Task goal: Check each line of the material for "holding" and report how many lines have it, with nothing added.

Entries provided:
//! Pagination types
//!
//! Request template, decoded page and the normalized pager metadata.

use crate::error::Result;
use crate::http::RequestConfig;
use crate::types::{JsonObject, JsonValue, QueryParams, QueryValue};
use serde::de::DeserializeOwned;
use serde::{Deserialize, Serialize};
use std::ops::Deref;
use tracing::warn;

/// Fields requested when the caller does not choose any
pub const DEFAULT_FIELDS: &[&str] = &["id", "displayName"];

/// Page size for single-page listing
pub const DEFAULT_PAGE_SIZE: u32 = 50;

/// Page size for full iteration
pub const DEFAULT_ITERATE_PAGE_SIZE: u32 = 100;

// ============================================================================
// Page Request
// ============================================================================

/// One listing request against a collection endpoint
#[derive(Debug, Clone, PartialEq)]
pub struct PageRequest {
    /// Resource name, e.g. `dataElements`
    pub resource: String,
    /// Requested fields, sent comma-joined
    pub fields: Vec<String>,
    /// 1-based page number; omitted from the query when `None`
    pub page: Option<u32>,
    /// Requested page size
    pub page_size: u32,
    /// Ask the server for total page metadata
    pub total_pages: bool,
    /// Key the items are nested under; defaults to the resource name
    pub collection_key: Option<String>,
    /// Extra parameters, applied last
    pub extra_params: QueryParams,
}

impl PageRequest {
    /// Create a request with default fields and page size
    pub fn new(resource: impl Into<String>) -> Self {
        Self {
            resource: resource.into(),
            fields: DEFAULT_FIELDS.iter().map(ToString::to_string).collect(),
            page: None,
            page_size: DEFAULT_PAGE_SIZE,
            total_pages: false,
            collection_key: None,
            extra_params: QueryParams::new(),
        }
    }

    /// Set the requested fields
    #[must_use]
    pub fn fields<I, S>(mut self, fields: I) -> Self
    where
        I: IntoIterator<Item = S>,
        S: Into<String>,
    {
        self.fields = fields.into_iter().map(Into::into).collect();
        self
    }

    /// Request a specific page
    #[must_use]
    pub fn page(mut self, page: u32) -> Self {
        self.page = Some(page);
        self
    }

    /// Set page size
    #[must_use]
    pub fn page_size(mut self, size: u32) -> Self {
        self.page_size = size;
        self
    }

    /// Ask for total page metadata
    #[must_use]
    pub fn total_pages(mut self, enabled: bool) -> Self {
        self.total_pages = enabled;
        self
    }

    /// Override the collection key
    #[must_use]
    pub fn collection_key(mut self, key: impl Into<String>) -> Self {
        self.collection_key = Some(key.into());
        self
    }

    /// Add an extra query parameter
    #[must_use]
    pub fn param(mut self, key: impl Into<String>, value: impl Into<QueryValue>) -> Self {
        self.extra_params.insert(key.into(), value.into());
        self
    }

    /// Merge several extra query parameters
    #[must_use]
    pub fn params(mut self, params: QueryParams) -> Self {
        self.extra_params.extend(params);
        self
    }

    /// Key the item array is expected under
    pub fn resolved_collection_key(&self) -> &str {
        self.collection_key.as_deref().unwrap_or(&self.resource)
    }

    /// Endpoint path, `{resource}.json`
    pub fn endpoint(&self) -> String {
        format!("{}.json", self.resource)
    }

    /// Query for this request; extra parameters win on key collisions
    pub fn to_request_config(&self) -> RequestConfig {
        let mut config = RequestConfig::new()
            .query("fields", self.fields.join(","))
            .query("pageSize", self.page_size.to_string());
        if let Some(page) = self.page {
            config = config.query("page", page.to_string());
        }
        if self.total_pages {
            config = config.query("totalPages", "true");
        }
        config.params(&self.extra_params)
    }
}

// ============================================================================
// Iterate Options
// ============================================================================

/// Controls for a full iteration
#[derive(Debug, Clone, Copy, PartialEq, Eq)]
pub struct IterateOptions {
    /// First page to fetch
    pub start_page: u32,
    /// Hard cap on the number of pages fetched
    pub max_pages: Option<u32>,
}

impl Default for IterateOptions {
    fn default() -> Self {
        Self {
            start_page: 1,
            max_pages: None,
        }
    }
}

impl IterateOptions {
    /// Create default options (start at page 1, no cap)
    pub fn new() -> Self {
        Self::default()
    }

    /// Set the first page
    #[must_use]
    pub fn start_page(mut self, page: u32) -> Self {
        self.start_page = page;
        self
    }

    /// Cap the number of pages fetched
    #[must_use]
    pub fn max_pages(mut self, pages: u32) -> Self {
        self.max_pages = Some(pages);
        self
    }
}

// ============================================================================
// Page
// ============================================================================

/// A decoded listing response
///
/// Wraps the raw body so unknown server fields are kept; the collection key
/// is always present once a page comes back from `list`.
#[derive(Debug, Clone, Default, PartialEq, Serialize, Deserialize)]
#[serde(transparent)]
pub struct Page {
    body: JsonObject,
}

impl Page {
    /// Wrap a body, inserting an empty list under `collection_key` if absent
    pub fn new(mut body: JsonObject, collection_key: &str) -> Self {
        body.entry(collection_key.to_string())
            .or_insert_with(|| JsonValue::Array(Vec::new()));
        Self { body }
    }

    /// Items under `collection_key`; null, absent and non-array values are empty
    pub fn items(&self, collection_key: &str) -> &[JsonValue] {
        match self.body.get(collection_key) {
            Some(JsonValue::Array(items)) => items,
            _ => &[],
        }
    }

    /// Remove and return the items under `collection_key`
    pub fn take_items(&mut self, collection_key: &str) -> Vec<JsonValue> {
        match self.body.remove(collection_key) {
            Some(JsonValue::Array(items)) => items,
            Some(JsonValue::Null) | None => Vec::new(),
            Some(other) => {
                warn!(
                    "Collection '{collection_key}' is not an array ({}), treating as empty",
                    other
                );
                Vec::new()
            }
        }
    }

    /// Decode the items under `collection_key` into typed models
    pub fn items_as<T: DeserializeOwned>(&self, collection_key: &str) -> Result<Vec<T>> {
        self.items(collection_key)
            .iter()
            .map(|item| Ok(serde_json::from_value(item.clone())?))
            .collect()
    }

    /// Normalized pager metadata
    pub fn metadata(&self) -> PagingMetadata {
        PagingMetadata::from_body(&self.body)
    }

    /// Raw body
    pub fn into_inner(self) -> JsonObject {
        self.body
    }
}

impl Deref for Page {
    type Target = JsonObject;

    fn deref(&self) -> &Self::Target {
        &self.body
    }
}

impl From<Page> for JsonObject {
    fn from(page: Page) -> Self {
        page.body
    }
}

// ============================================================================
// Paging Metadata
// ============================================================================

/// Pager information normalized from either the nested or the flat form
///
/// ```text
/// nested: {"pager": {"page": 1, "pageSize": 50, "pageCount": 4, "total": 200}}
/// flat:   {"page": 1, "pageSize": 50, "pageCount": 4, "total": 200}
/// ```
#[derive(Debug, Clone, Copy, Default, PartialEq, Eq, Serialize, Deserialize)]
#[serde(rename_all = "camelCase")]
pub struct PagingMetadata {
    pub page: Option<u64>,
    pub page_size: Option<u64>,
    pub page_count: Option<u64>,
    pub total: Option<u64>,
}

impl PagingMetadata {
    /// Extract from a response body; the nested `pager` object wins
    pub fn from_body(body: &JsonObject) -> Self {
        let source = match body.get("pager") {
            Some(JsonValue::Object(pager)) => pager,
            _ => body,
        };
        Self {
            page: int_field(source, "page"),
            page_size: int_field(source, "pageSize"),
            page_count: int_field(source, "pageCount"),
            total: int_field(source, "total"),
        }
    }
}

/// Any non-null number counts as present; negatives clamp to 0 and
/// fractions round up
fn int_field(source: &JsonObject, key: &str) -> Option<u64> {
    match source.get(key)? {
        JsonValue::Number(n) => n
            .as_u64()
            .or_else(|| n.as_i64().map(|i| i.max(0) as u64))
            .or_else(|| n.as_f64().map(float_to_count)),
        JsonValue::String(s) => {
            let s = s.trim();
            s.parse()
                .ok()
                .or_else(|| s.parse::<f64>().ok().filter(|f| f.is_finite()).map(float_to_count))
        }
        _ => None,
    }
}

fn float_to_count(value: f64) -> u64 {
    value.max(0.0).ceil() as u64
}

==

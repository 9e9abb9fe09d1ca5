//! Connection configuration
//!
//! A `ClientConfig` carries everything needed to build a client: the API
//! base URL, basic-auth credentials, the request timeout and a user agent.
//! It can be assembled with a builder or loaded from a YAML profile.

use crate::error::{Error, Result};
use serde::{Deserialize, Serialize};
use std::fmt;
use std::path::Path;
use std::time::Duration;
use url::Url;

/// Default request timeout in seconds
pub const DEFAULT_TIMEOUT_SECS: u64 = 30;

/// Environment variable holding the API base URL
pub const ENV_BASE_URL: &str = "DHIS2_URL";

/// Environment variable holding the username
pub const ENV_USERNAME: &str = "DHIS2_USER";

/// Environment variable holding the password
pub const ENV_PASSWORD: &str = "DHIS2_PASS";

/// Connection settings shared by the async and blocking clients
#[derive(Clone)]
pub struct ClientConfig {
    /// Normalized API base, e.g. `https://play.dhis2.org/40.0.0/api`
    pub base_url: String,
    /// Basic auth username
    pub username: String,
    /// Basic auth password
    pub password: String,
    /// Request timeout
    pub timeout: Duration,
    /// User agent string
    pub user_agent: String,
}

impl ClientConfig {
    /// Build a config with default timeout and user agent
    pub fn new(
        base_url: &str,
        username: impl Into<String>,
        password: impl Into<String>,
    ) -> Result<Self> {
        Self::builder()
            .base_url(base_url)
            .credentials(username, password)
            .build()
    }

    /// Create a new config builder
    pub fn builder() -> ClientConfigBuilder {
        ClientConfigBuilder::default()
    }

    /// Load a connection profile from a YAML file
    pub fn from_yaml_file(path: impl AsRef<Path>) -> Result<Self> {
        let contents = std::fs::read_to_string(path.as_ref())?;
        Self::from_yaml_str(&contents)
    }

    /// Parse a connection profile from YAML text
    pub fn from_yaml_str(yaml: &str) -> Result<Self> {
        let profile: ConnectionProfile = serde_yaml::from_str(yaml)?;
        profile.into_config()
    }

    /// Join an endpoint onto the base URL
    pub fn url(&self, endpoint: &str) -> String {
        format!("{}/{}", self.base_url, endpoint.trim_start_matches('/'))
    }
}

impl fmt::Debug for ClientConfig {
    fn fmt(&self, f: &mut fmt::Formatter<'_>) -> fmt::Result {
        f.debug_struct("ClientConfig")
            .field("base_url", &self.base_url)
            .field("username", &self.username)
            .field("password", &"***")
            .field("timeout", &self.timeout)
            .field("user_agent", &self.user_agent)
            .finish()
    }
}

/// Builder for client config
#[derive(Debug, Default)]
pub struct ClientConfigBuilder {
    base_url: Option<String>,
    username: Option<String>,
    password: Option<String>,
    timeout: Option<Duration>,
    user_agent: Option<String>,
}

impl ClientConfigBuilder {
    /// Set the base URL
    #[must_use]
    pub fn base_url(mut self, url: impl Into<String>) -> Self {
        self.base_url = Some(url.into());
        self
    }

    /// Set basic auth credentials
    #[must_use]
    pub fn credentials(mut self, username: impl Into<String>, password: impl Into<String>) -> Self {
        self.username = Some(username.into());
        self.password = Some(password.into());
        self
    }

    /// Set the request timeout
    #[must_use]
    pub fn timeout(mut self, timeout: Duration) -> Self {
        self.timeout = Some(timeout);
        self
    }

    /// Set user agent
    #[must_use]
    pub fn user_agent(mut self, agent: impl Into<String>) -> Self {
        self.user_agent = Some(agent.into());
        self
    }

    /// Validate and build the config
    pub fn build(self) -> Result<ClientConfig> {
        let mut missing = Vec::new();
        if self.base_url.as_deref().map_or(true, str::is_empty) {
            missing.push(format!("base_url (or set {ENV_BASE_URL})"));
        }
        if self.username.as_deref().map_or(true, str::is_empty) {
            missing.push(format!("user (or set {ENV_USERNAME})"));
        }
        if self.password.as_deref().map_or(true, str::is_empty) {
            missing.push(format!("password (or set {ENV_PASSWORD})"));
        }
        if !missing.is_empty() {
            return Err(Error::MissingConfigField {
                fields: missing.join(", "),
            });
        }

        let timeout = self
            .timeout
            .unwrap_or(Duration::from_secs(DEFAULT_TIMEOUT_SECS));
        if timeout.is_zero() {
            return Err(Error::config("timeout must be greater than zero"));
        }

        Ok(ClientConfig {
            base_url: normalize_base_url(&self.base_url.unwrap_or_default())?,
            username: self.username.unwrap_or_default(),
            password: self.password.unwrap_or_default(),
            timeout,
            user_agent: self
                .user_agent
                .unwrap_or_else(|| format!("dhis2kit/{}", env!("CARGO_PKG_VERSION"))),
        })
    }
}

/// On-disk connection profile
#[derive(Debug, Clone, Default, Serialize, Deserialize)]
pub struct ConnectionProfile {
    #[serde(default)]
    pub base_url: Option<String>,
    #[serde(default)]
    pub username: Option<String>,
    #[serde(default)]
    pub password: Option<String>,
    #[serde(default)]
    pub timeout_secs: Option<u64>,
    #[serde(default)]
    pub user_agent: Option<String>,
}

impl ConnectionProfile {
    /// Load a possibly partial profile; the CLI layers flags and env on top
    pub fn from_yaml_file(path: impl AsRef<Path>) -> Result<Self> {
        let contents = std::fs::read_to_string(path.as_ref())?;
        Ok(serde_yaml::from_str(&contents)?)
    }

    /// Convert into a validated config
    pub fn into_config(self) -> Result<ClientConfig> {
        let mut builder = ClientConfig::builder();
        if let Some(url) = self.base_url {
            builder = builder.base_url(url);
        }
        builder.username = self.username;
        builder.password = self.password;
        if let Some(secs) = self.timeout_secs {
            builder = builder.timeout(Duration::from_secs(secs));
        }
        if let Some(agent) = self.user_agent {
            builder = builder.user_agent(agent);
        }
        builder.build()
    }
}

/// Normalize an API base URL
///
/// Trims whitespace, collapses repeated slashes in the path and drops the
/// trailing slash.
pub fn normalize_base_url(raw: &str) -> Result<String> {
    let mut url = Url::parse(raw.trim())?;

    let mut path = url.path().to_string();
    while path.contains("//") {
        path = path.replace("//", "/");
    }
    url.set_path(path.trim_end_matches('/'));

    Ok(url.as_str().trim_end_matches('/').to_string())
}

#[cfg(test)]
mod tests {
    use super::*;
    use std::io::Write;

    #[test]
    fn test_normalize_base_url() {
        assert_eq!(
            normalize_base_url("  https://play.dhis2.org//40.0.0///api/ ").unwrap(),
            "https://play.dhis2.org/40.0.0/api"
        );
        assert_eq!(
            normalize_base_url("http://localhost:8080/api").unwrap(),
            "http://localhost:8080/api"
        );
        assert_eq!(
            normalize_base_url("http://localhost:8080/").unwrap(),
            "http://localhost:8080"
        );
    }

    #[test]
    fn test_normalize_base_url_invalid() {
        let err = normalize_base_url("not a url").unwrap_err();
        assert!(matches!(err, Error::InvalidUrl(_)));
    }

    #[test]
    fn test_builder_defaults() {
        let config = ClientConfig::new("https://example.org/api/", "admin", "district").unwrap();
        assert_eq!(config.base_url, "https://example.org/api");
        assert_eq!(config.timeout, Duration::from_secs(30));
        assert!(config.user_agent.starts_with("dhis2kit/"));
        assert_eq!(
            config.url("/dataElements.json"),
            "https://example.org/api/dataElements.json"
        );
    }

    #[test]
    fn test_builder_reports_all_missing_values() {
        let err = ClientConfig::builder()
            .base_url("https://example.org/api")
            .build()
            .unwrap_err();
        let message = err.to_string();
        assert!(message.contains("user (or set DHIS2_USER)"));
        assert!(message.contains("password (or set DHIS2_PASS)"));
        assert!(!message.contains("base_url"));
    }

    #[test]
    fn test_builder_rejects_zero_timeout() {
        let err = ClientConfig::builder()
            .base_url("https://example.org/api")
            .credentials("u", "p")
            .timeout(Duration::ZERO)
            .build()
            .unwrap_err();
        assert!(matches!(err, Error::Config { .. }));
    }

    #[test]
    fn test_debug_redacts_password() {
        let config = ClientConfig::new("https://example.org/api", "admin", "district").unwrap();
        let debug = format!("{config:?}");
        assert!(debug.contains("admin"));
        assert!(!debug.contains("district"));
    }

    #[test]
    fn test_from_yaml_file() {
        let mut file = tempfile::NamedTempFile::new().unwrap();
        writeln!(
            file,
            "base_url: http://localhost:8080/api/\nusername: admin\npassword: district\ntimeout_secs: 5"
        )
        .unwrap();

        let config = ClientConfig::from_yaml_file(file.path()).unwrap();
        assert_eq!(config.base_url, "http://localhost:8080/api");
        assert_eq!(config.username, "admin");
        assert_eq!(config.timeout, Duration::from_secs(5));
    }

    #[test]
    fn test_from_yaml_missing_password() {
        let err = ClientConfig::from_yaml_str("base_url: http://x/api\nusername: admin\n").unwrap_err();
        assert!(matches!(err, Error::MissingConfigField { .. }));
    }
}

==

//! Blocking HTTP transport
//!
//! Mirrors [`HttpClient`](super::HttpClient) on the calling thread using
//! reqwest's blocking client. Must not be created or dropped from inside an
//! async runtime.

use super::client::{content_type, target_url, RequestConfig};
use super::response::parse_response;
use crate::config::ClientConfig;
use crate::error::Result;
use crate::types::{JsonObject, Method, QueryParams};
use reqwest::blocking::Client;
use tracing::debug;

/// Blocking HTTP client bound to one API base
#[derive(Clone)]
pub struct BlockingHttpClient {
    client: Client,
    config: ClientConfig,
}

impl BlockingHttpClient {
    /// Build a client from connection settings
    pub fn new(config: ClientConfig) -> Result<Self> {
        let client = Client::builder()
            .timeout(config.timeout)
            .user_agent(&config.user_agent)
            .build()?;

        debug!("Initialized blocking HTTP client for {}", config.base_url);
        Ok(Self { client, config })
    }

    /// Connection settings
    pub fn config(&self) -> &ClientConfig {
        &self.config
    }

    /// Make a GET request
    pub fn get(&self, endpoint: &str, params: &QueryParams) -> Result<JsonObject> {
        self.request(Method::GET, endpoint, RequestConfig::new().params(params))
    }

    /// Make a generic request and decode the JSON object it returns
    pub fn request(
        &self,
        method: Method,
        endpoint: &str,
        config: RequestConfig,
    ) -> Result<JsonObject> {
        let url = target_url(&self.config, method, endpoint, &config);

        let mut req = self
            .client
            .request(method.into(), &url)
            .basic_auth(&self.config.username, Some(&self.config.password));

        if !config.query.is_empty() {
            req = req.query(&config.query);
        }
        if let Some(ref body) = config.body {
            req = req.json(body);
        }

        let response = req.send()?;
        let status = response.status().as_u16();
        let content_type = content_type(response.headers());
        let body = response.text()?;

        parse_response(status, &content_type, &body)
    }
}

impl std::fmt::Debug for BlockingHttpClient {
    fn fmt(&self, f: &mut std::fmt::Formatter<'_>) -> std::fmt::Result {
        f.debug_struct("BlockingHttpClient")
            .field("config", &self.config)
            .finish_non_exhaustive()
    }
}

Final answer: 3